Nell’ultimo anno, i prodotti caseari hanno registrato gli aumenti più significativi, oscillando dal +80% al +200% e nel comparto zootecnico, quello avicolo è il settore che ha registrato un incremento del 10%.
L’indagine mette in guardia sull’effetto combinato del prezzo record del petrolio e la volontà di affrontare le questioni ambientali. “Questi fattori potrebbero stimolare nei prossimi anni – prosegue lo studio Fao – la domanda di alcune produzioni alimentari, specialmente zucchero, mais, colza, soia, olio di palma ed altre coltivazioni olearie ma anche cereali”.

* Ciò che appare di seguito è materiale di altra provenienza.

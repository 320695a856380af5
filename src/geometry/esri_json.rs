//! Esri JSON geometry and feature codec
//!
//! Esri JSON carries no format marker; geometry objects are recognized by
//! field presence, probed in a fixed order: point (`x`/`y`), multipoint
//! (`points`), polyline (`paths`), polygon (`rings`), extent (`xmin`..).
//! The same module serializes geometries and features back out for the
//! copy path.

use indexmap::IndexMap;
use serde_json::{json, Map, Value};

use crate::error::ParseError;
use crate::geometry::types::{
    Coordinate, Extent, Feature, Geometry, Multipoint, Point, Polygon, Polyline,
    SpatialReference,
};

/// Read an embedded `spatialReference` object, if one is present.
pub fn spatial_reference_from_json(value: &Value) -> Option<SpatialReference> {
    let wkid = value.get("spatialReference")?.get("wkid")?.as_i64()?;
    Some(SpatialReference::new(wkid as i32))
}

fn number(value: Option<&Value>) -> Option<f64> {
    value?.as_f64()
}

fn flag(object: &Map<String, Value>, key: &str) -> bool {
    object.get(key).and_then(Value::as_bool).unwrap_or(false)
}

/// One vertex as a JSON array of numbers (x, y, then optional z and m).
fn coordinate_from_json(value: &Value) -> Option<Coordinate> {
    let components = value.as_array()?;
    if components.len() < 2 {
        return None;
    }
    components.iter().map(Value::as_f64).collect()
}

fn point_run_from_json(value: &Value) -> Option<Vec<Coordinate>> {
    value.as_array()?.iter().map(coordinate_from_json).collect()
}

fn parts_from_json(value: &Value) -> Option<Vec<Vec<Coordinate>>> {
    value.as_array()?.iter().map(point_run_from_json).collect()
}

/// Recognize a bare Esri JSON geometry object.
///
/// Returns `None` when the object matches none of the five geometry shapes,
/// which lets the bare-geometry interpretation fall through during sniffing.
pub fn geometry_from_json(value: &Value) -> Option<Geometry> {
    let object = value.as_object()?;
    let spatial_reference = spatial_reference_from_json(value);

    if object.contains_key("x") && object.contains_key("y") {
        let x = number(object.get("x"))?;
        let y = number(object.get("y"))?;
        return Some(Geometry::Point(Point {
            x,
            y,
            z: number(object.get("z")),
            m: number(object.get("m")),
            spatial_reference,
        }));
    }

    if let Some(points) = object.get("points") {
        return Some(Geometry::Multipoint(Multipoint {
            points: point_run_from_json(points)?,
            has_z: flag(object, "hasZ"),
            has_m: flag(object, "hasM"),
            spatial_reference,
        }));
    }

    if let Some(paths) = object.get("paths") {
        return Some(Geometry::Polyline(Polyline {
            paths: parts_from_json(paths)?,
            has_z: flag(object, "hasZ"),
            has_m: flag(object, "hasM"),
            spatial_reference,
        }));
    }

    if let Some(rings) = object.get("rings") {
        return Some(Geometry::Polygon(Polygon {
            rings: parts_from_json(rings)?,
            has_z: flag(object, "hasZ"),
            has_m: flag(object, "hasM"),
            spatial_reference,
        }));
    }

    if object.contains_key("xmin") {
        return Some(Geometry::Extent(Extent {
            xmin: number(object.get("xmin"))?,
            ymin: number(object.get("ymin"))?,
            xmax: number(object.get("xmax"))?,
            ymax: number(object.get("ymax"))?,
            spatial_reference,
        }));
    }

    None
}

/// Read an Esri JSON feature: an `attributes` map plus an optional
/// `geometry`. Unrecognized or missing geometry leaves the feature bare.
pub fn feature_from_json(value: &Value) -> Feature {
    let mut attributes = IndexMap::new();
    if let Some(map) = value.get("attributes").and_then(Value::as_object) {
        for (key, attribute) in map {
            attributes.insert(key.clone(), attribute.clone());
        }
    }

    let geometry = value.get("geometry").and_then(geometry_from_json);

    Feature {
        attributes,
        geometry,
    }
}

/// Read an Esri JSON feature set. The set's declared spatial reference is
/// authoritative: it is stamped onto member geometries that lack their own.
pub fn featureset_from_json(value: &Value) -> Result<Vec<Feature>, ParseError> {
    let members = value
        .get("features")
        .and_then(Value::as_array)
        .ok_or_else(|| {
            ParseError::MalformedInput("feature set has no features array".to_string())
        })?;

    let set_spatial_reference = spatial_reference_from_json(value);

    let mut features = Vec::with_capacity(members.len());
    for member in members {
        let mut feature = feature_from_json(member);
        if let (Some(spatial_reference), Some(geometry)) =
            (set_spatial_reference, feature.geometry.as_mut())
        {
            if geometry.spatial_reference().is_none() {
                geometry.set_spatial_reference(spatial_reference);
            }
        }
        features.push(feature);
    }

    Ok(features)
}

fn spatial_reference_to_json(spatial_reference: Option<SpatialReference>) -> Option<Value> {
    spatial_reference.map(|sr| json!({ "wkid": sr.wkid }))
}

/// Serialize a geometry to its Esri JSON object.
pub fn geometry_to_json(geometry: &Geometry) -> Value {
    let mut object = Map::new();
    match geometry {
        Geometry::Point(point) => {
            object.insert("x".to_string(), json!(point.x));
            object.insert("y".to_string(), json!(point.y));
            if let Some(z) = point.z {
                object.insert("z".to_string(), json!(z));
            }
            if let Some(m) = point.m {
                object.insert("m".to_string(), json!(m));
            }
            if let Some(sr) = spatial_reference_to_json(point.spatial_reference) {
                object.insert("spatialReference".to_string(), sr);
            }
        }
        Geometry::Multipoint(multipoint) => {
            if multipoint.has_z {
                object.insert("hasZ".to_string(), json!(true));
            }
            if multipoint.has_m {
                object.insert("hasM".to_string(), json!(true));
            }
            object.insert("points".to_string(), json!(multipoint.points));
            if let Some(sr) = spatial_reference_to_json(multipoint.spatial_reference) {
                object.insert("spatialReference".to_string(), sr);
            }
        }
        Geometry::Polyline(polyline) => {
            if polyline.has_z {
                object.insert("hasZ".to_string(), json!(true));
            }
            if polyline.has_m {
                object.insert("hasM".to_string(), json!(true));
            }
            object.insert("paths".to_string(), json!(polyline.paths));
            if let Some(sr) = spatial_reference_to_json(polyline.spatial_reference) {
                object.insert("spatialReference".to_string(), sr);
            }
        }
        Geometry::Polygon(polygon) => {
            if polygon.has_z {
                object.insert("hasZ".to_string(), json!(true));
            }
            if polygon.has_m {
                object.insert("hasM".to_string(), json!(true));
            }
            object.insert("rings".to_string(), json!(polygon.rings));
            if let Some(sr) = spatial_reference_to_json(polygon.spatial_reference) {
                object.insert("spatialReference".to_string(), sr);
            }
        }
        Geometry::Extent(extent) => {
            object.insert("xmin".to_string(), json!(extent.xmin));
            object.insert("ymin".to_string(), json!(extent.ymin));
            object.insert("xmax".to_string(), json!(extent.xmax));
            object.insert("ymax".to_string(), json!(extent.ymax));
            if let Some(sr) = spatial_reference_to_json(extent.spatial_reference) {
                object.insert("spatialReference".to_string(), sr);
            }
        }
    }
    Value::Object(object)
}

/// Serialize a feature as `{"attributes": .., "geometry": ..}`. The
/// geometry key is omitted for geometry-less features.
pub fn feature_to_json(feature: &Feature) -> Value {
    let mut object = Map::new();
    let mut attributes = Map::new();
    for (key, value) in &feature.attributes {
        attributes.insert(key.clone(), value.clone());
    }
    object.insert("attributes".to_string(), Value::Object(attributes));
    if let Some(geometry) = &feature.geometry {
        object.insert("geometry".to_string(), geometry_to_json(geometry));
    }
    Value::Object(object)
}

#[cfg(test)]
mod tests {
    use super::*;

    #[test]
    fn recognizes_point_with_spatial_reference() {
        let value = json!({"x": 1.5, "y": 2.5, "spatialReference": {"wkid": 3857}});
        match geometry_from_json(&value).unwrap() {
            Geometry::Point(point) => {
                assert_eq!(point.x, 1.5);
                assert_eq!(point.spatial_reference, Some(SpatialReference::new(3857)));
            }
            other => panic!("expected point, got {:?}", other),
        }
    }

    #[test]
    fn recognizes_polygon_rings() {
        let value = json!({"rings": [[[0.0, 0.0], [1.0, 0.0], [0.0, 1.0], [0.0, 0.0]]]});
        match geometry_from_json(&value).unwrap() {
            Geometry::Polygon(polygon) => {
                assert_eq!(polygon.rings.len(), 1);
                assert_eq!(polygon.rings[0].len(), 4);
                assert_eq!(polygon.spatial_reference, None);
            }
            other => panic!("expected polygon, got {:?}", other),
        }
    }

    #[test]
    fn recognizes_extent() {
        let value = json!({"xmin": 0.0, "ymin": 0.0, "xmax": 10.0, "ymax": 10.0});
        assert!(matches!(
            geometry_from_json(&value),
            Some(Geometry::Extent(_))
        ));
    }

    #[test]
    fn rejects_non_geometry_objects() {
        assert!(geometry_from_json(&json!({"name": "nothing spatial"})).is_none());
        assert!(geometry_from_json(&json!({"x": "not a number", "y": 2.0})).is_none());
        assert!(geometry_from_json(&json!(42)).is_none());
    }

    #[test]
    fn feature_set_stamps_declared_spatial_reference() {
        let value = json!({
            "spatialReference": {"wkid": 26911},
            "features": [
                {"attributes": {"name": "a"}, "geometry": {"x": 1.0, "y": 2.0}},
                {"geometry": {"x": 3.0, "y": 4.0, "spatialReference": {"wkid": 4326}}}
            ]
        });
        let features = featureset_from_json(&value).unwrap();
        assert_eq!(features.len(), 2);
        assert_eq!(
            features[0].geometry.as_ref().unwrap().spatial_reference(),
            Some(SpatialReference::new(26911))
        );
        // A member's own spatial reference is not overwritten.
        assert_eq!(
            features[1].geometry.as_ref().unwrap().spatial_reference(),
            Some(SpatialReference::new(4326))
        );
    }

    #[test]
    fn feature_set_without_array_is_malformed() {
        let err = featureset_from_json(&json!({"features": "nope"})).unwrap_err();
        assert!(matches!(err, ParseError::MalformedInput(_)));
    }

    #[test]
    fn point_round_trips_through_json() {
        let value = json!({"x": 7.0, "y": 8.0, "z": 9.0, "spatialReference": {"wkid": 4326}});
        let geometry = geometry_from_json(&value).unwrap();
        assert_eq!(geometry_to_json(&geometry), value);
    }
}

Chi invece ha visto un affare nella produzione di carburante vegetale punta a produrne tanto da soddisfare il 20% della domanda mondiale, di carburante, entro il 2030 e raggiungere il 30-40% nel 2060.
Queste sono le previsioni delineati dal presidente della Global Bioenergy Partnership (Gbep) Corrado Clini, nel corso della presentazione del rapporto “A Review of the Current State of Bioenergy Development in G8 +5 Countries” durante il congresso mondiale dell’energia di Roma (fonte Apcom).
Questo scenario si contrappone a quello dell’Agenzia Internazionale per l’Energia (Iea), secondo cui i biocarburanti arriveranno a coprire non più del 7% della domanda mondiale di carburanti nel 2030. Pari a una produzione complessiva di 36 milioni di tonnellate.
Le due ipotesi appaiono l’una molto ottimistica, l’altra molto pessimistica. Probabilmente lo scenario più verosimile si colloca all’interno di queste due visioni. A sostegno di uno sviluppo dei biocarburanti la loro competitività dinnanzi a un petrolio sempre più caro. Il bioetanolo da mais è competitivo con un prezzo del barile oltre gli 80 dollari, il bioetanolo da zucchero addirittura con un prezzo oltre i 30 dollari al barile. Uno dei motivi che spinse il Brasile ha optare per il biofuel verde negli anni ’80.
Di fronte a questi scenari appare moralmente condivisibile solo lo sviluppo di biocarburante da sottoprodotti o scarti di lavorazione di vegetali come gli scarti del caffé coltivato in Brasile che sono compressi e trasformati in pellets.